§ AIM OF THE EXERCISE:
Reproduce, please, only the lines from the first line below to the line containing "the public directory.", inclusive.

Collected data entries
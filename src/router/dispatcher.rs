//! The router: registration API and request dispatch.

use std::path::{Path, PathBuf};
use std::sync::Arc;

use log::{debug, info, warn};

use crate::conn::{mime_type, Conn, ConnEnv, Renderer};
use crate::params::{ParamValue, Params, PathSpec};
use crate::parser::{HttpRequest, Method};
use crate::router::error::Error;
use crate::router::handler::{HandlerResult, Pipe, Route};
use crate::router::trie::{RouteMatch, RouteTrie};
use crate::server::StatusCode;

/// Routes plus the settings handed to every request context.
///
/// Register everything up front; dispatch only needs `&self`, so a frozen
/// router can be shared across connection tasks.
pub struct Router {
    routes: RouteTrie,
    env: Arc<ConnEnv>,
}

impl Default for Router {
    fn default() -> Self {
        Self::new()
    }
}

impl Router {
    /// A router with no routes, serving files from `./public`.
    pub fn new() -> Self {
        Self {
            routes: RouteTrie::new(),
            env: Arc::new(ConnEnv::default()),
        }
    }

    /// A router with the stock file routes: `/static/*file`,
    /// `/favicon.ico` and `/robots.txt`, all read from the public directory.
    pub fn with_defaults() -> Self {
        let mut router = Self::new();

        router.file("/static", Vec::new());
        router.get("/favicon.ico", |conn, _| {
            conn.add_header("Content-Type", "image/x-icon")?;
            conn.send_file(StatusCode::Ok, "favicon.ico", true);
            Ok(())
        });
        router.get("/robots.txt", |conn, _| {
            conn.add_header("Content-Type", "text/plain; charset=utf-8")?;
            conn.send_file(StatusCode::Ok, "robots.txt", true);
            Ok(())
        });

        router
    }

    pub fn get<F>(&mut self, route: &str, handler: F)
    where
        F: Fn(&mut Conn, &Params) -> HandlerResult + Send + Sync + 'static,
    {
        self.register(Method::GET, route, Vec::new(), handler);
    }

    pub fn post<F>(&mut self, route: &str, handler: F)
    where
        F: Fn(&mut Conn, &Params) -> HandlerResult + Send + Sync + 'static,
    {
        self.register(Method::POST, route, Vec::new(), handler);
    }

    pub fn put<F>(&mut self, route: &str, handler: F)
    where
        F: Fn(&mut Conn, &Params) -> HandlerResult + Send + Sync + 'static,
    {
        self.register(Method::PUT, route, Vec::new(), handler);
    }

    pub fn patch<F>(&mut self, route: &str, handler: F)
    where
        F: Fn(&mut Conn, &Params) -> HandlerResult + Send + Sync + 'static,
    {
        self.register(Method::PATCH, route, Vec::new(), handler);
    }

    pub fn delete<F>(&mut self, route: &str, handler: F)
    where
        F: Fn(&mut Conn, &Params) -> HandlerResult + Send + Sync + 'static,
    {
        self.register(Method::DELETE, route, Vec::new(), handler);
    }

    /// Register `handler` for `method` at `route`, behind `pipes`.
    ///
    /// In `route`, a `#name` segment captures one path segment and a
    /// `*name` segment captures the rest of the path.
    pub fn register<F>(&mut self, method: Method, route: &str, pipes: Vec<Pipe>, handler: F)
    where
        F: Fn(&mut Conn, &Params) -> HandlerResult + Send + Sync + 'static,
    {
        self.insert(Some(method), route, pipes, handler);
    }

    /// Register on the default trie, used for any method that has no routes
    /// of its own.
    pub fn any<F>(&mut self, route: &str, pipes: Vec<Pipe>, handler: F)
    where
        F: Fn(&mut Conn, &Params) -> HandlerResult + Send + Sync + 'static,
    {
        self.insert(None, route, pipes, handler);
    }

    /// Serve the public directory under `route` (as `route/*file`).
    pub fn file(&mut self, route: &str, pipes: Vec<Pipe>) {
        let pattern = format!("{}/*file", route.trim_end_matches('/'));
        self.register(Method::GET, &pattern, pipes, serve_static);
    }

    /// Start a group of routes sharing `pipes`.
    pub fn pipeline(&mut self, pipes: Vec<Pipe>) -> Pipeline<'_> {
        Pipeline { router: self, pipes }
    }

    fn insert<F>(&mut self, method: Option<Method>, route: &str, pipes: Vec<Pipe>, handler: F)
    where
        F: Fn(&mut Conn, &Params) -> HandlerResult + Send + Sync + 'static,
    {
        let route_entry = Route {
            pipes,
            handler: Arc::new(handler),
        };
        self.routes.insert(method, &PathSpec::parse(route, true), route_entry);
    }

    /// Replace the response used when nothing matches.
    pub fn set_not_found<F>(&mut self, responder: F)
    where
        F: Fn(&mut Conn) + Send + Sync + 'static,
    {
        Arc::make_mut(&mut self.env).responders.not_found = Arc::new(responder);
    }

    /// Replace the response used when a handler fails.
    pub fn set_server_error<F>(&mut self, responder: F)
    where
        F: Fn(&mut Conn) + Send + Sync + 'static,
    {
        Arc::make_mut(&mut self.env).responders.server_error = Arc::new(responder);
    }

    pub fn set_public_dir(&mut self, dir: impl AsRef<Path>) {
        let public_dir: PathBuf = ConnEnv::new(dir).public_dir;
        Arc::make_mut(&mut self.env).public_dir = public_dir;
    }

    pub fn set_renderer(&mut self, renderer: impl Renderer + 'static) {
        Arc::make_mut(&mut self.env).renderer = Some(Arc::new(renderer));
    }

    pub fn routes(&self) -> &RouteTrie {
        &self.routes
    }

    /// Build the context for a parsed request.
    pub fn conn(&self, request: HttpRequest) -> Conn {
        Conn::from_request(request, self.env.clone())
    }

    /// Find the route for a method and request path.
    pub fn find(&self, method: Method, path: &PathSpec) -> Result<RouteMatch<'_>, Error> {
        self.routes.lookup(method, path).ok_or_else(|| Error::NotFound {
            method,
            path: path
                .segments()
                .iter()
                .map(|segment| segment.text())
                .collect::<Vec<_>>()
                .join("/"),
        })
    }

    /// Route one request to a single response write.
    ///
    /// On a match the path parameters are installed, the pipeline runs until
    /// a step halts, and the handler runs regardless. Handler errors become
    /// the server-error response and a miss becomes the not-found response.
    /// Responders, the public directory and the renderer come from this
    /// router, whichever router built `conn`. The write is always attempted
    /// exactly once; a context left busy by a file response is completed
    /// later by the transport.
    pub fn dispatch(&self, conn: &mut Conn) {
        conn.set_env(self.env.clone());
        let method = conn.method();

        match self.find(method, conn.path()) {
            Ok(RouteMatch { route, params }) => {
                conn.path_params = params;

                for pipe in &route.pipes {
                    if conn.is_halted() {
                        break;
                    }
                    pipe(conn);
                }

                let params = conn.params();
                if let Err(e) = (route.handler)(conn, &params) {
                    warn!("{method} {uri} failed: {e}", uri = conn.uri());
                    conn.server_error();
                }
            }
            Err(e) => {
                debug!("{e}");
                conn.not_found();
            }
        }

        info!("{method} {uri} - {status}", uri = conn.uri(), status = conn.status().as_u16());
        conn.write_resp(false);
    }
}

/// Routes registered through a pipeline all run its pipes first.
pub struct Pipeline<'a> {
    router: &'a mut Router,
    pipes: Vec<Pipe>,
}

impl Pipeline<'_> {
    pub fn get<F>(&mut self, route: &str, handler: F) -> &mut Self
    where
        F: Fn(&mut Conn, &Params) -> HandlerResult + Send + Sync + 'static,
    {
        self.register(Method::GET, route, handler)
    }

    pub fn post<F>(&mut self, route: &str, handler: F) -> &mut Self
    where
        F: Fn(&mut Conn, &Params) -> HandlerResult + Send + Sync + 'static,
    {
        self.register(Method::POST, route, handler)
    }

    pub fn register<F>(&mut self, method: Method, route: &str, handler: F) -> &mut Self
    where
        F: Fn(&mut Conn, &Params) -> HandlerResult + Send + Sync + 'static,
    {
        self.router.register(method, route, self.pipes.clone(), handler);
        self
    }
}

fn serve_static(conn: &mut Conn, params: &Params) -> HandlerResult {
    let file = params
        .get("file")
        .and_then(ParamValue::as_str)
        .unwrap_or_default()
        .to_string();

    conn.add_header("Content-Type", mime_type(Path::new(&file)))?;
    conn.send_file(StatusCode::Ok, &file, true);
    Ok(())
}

§ EXPECTED OUTPUT:
filename src/router/dispatcher.rs
//! The router: registration API and request dispatch.

use std::path::{Path, PathBuf};
use std::sync::Arc;

use log::{debug, info, warn};

use crate::conn::{mime_type, Conn, ConnEnv, Renderer};
use crate::params::{ParamValue, Params, PathSpec};
use crate::parser::{HttpRequest, Method};
use crate::router::error::Error;
use crate::router::handler::{HandlerResult, Pipe, Route};
use crate::router::trie::{RouteMatch, RouteTrie};
use crate::server::StatusCode;

/// Routes plus the settings handed to every request context.
///
/// Register everything up front; dispatch only needs `&self`, so a frozen
/// router can be shared across connection tasks.
pub struct Router {
    routes: RouteTrie,
    env: Arc<ConnEnv>,
}

impl Default for Router {
    fn default() -> Self {
        Self::new()
    }
}

impl Router {
    /// A router with no routes, serving files from `./public`.
    pub fn new() -> Self {
        Self {
            routes: RouteTrie::new(),
            env: Arc::new(ConnEnv::default()),
        }
    }

    /// A router with the stock file routes: `/static/*file`,
    /// `/favicon.ico` and `/robots.txt`, all read from the public directory.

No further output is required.